> _Source material_
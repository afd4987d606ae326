pub mod pipeline;
pub mod recency;
pub mod scoring;
pub mod trust;
pub mod weights;

pub use pipeline::{DEFAULT_MAX_RESULTS, RankError, RankingEngine, ScoredCandidate, rank};
pub use scoring::{ConfigError, MatchScore, RankingConfig, ScoringEngine, ScoringResult, score};
pub use weights::{DEFAULT_WEIGHTS, Weights, WeightsError};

> _Goal of the exercise_
Every line in the records above that contains the word "weights" is to be copied out.

> _Solution_
pub mod weights;
pub use weights::{DEFAULT_WEIGHTS, Weights, WeightsError};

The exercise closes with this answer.